Since we are heading to see Buffett in concert this summer at Comerica Park (home of the Detroit Tigers), as the Trop Rock promo continues, and as licensing opportunities are researched, well…it’s no surprise that my current music play list reflects this type of laid back escapism type of music and I get to thinking (again) about Buffett’s carreer and what he has achieved with his brand.

Sometimes, when I post or write about Buffett needing to write and record a Snoloha song, wear Snoloha on stage, or buy the company, it may seem as though it comes off as wanting Snoloha to hit the big time overnight with the help of a celebrity.

Though I wouldn’t decline the offer from Buffett if he decided to do anything with Snoloha, I’m definitely not relying on that type of exposure.
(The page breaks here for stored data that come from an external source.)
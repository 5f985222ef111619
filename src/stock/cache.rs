//! Stock cache with whole-map rebuild and lazy fallback
//!
//! The cache maps storage locations to counts of distributable files. A
//! scheduled cycle rebuilds the entire map and publishes it atomically by
//! swapping the `Arc` handle, so readers racing a rebuild see either the
//! fully-old or the fully-new map, never a mix. Entries not yet populated by
//! the scheduler are filled by a synchronous cache-aside read; that lazy path
//! is the only one that blocks the caller on filesystem I/O.

use std::path::{Path, PathBuf};
use std::sync::Arc;

use dashmap::DashMap;
use tokio::sync::RwLock;
use tracing::{debug, warn};

/// Stock cache configuration
#[derive(Debug, Clone)]
pub struct StockCacheConfig {
    /// File extension (without dot) that marks a distributable asset
    pub asset_extension: String,
}

impl Default for StockCacheConfig {
    fn default() -> Self {
        Self {
            asset_extension: "txt".to_string(),
        }
    }
}

/// Read-through cache of per-location stock counts
pub struct StockCache {
    config: StockCacheConfig,
    /// Current generation of counts; replaced wholesale each rebuild
    entries: RwLock<Arc<DashMap<PathBuf, u64>>>,
}

impl StockCache {
    pub fn new(config: StockCacheConfig) -> Self {
        Self {
            config,
            entries: RwLock::new(Arc::new(DashMap::new())),
        }
    }

    /// Get the stock count for a location.
    ///
    /// On a miss the count is computed on the blocking pool (the caller
    /// still awaits the result) and stored into the current generation. A
    /// missing directory is zero stock, never an error.
    pub async fn get(&self, location: &Path) -> u64 {
        let current = self.current().await;

        if let Some(count) = current.get(location) {
            return *count;
        }

        let counted = location.to_path_buf();
        let extension = self.config.asset_extension.clone();
        let count = match tokio::task::spawn_blocking(move || count_assets(&counted, &extension))
            .await
        {
            Ok(count) => count,
            Err(e) => {
                warn!("Stock count task failed for {}: {}", location.display(), e);
                return 0;
            }
        };
        debug!("Stock cache miss for {}: counted {}", location.display(), count);

        // If a rebuild swapped the map between lookup and insert, this lands
        // in a generation about to be dropped; the next get recounts.
        current.insert(location.to_path_buf(), count);
        count
    }

    /// Rebuild the whole map in one pass and publish it atomically.
    ///
    /// Locations are processed in the order given; a location already counted
    /// earlier in the same rebuild is skipped, so when a default/global
    /// location shares a path with a community one, the first occurrence wins.
    /// Directory walks run on the blocking pool, not the executor threads.
    pub async fn refresh_all(&self, locations: &[PathBuf]) {
        let walked = locations.to_vec();
        let extension = self.config.asset_extension.clone();

        let rebuilt = match tokio::task::spawn_blocking(move || {
            let map: DashMap<PathBuf, u64> = DashMap::new();
            for location in walked {
                if map.contains_key(&location) {
                    continue;
                }
                let count = count_assets(&location, &extension);
                map.insert(location, count);
            }
            Arc::new(map)
        })
        .await
        {
            Ok(map) => map,
            Err(e) => {
                // Keep the previous generation; the next cycle retries
                warn!("Stock rebuild task failed: {}", e);
                return;
            }
        };

        let mut entries = self.entries.write().await;
        *entries = rebuilt;
        debug!("Stock cache rebuilt: {} locations", locations.len());
    }

    /// Drop one entry so the next read recounts from disk
    pub async fn invalidate(&self, location: &Path) {
        let current = self.current().await;
        current.remove(location);
    }

    /// Number of cached locations in the current generation
    pub async fn len(&self) -> usize {
        self.current().await.len()
    }

    pub async fn is_empty(&self) -> bool {
        self.current().await.is_empty()
    }

    /// Whether a location is present in the current generation (without
    /// triggering the lazy fallback)
    pub async fn contains(&self, location: &Path) -> bool {
        self.current().await.contains_key(location)
    }

    async fn current(&self) -> Arc<DashMap<PathBuf, u64>> {
        Arc::clone(&*self.entries.read().await)
    }
}

/// Count distributable files in a directory.
///
/// A missing or unreadable directory reads as zero stock; whether that
/// warrants creating the directory is the monitor's call, not the cache's.
pub fn count_assets(directory: &Path, extension: &str) -> u64 {
    let entries = match std::fs::read_dir(directory) {
        Ok(entries) => entries,
        Err(e) if e.kind() == std::io::ErrorKind::NotFound => return 0,
        Err(e) => {
            warn!("Failed to read {}: {}", directory.display(), e);
            return 0;
        }
    };

    entries
        .filter_map(|entry| entry.ok())
        .filter(|entry| entry.file_type().map(|t| t.is_file()).unwrap_or(false))
        .filter(|entry| {
            entry
                .path()
                .extension()
                .map(|ext| ext.eq_ignore_ascii_case(extension))
                .unwrap_or(false)
        })
        .count() as u64
}

#[cfg(test)]
mod tests {
    use super::*;
    use tempfile::TempDir;

    fn write_assets(dir: &Path, count: usize) {
        for i in 0..count {
            std::fs::write(dir.join(format!("asset-{}.txt", i)), "credentials").unwrap();
        }
    }

    fn cache() -> StockCache {
        StockCache::new(StockCacheConfig::default())
    }

    #[test]
    fn test_count_assets_filters_extension() {
        let tmp = TempDir::new().unwrap();
        write_assets(tmp.path(), 3);
        std::fs::write(tmp.path().join("notes.md"), "ignore me").unwrap();
        std::fs::create_dir(tmp.path().join("sub.txt")).unwrap();

        assert_eq!(count_assets(tmp.path(), "txt"), 3);
    }

    #[test]
    fn test_count_assets_missing_directory_is_zero() {
        assert_eq!(count_assets(Path::new("/does/not/exist"), "txt"), 0);
    }

    #[tokio::test]
    async fn test_get_missing_location_returns_zero() {
        let cache = cache();
        assert_eq!(cache.get(Path::new("/does/not/exist")).await, 0);
    }

    #[tokio::test]
    async fn test_get_lazy_miss_populates_cache() {
        let tmp = TempDir::new().unwrap();
        write_assets(tmp.path(), 2);

        let cache = cache();
        assert!(!cache.contains(tmp.path()).await);
        assert_eq!(cache.get(tmp.path()).await, 2);
        assert!(cache.contains(tmp.path()).await);

        // Cached value is served even after the disk changes
        write_assets(tmp.path(), 5);
        assert_eq!(cache.get(tmp.path()).await, 2);
    }

    #[tokio::test]
    async fn test_refresh_all_replaces_whole_map() {
        let a = TempDir::new().unwrap();
        let b = TempDir::new().unwrap();
        write_assets(a.path(), 1);
        write_assets(b.path(), 4);

        let cache = cache();
        // Stale entry from an earlier generation
        cache.get(a.path()).await;
        write_assets(a.path(), 3);

        cache
            .refresh_all(&[a.path().to_path_buf(), b.path().to_path_buf()])
            .await;

        // Every value comes from this rebuild, not a prior one
        assert_eq!(cache.get(a.path()).await, 3);
        assert_eq!(cache.get(b.path()).await, 4);
        assert_eq!(cache.len().await, 2);
    }

    #[tokio::test]
    async fn test_refresh_all_first_writer_wins_within_cycle() {
        let tmp = TempDir::new().unwrap();
        write_assets(tmp.path(), 2);

        let cache = cache();
        let dup = tmp.path().to_path_buf();
        cache.refresh_all(&[dup.clone(), dup.clone()]).await;

        assert_eq!(cache.len().await, 1);
        assert_eq!(cache.get(tmp.path()).await, 2);
    }

    #[tokio::test]
    async fn test_concurrent_lazy_misses_complete() {
        let dirs: Vec<TempDir> = (0..8).map(|_| TempDir::new().unwrap()).collect();
        for (i, dir) in dirs.iter().enumerate() {
            write_assets(dir.path(), i);
        }

        let cache = std::sync::Arc::new(cache());
        let mut handles = Vec::new();
        for dir in &dirs {
            let cache = std::sync::Arc::clone(&cache);
            let path = dir.path().to_path_buf();
            handles.push(tokio::spawn(async move { cache.get(&path).await }));
        }

        // Every miss resolves off the executor thread and lands in the map
        for (i, handle) in handles.into_iter().enumerate() {
            assert_eq!(handle.await.unwrap(), i as u64);
        }
        assert_eq!(cache.len().await, 8);
    }

    #[tokio::test]
    async fn test_invalidate_forces_recount() {
        let tmp = TempDir::new().unwrap();
        write_assets(tmp.path(), 1);

        let cache = cache();
        assert_eq!(cache.get(tmp.path()).await, 1);

        write_assets(tmp.path(), 4);
        cache.invalidate(tmp.path()).await;
        assert_eq!(cache.get(tmp.path()).await, 4);
    }
}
I’ve learned a few things during this process, and one of them is that media exposure is great.  It results in instant traffic and sales…but, like anything with the media, the attention quickly turns to something else and you are left all alone standing in your underwear.  OK, not sure what the underwear has to so with this story.  But you get the idea, I hope.

I’ve also learned that if you’re waiting for someone else to do it for you…you are still waiting.

Buffett didn’t wait or rely on anyone else.  Buffett’s first album, “Down to Earth,” came out in 1970. However, it wasn’t until 1977 when the album “Changes in Latitudes, Changes in Attitudes” was released. Track #6 on that album was “Margaritaville”, which was his breakthrough song. Buffett was 31 years old at that time and had been writing, playing and recording albums for 7 years before he finally struck that connection with a large audience and the tropical escapism that would become his trademark. That is 33 years of growing the Margaritaville brand to where he’s at today.

I’ve been at this for 5 years.  I’m still working toward my ‘Margaritaville’ moment.  I’m slowly building my ‘Parrothead’ audience (we still need to come up with our own name for Snoloha fans!).

On one of Buffett’s more recent live CDs he thanks the crowd for ‘getting’ what it is he does.  Not everyone gets it.  Not everyone gets Snoloha.


So as I continue to talk about how great it would be if Buffett or Chesney or Jack Johnson, or any other number of famous people who ‘fit’ Snoloha, would wear Snoloha…know that it’s all in fun, really.  But it would be great, wouldn’t it?

“I’ve been lazy most all my life, writing songs and sleeping late.  Any manual labor I’ve done was purely by mistake” – It’s My Job.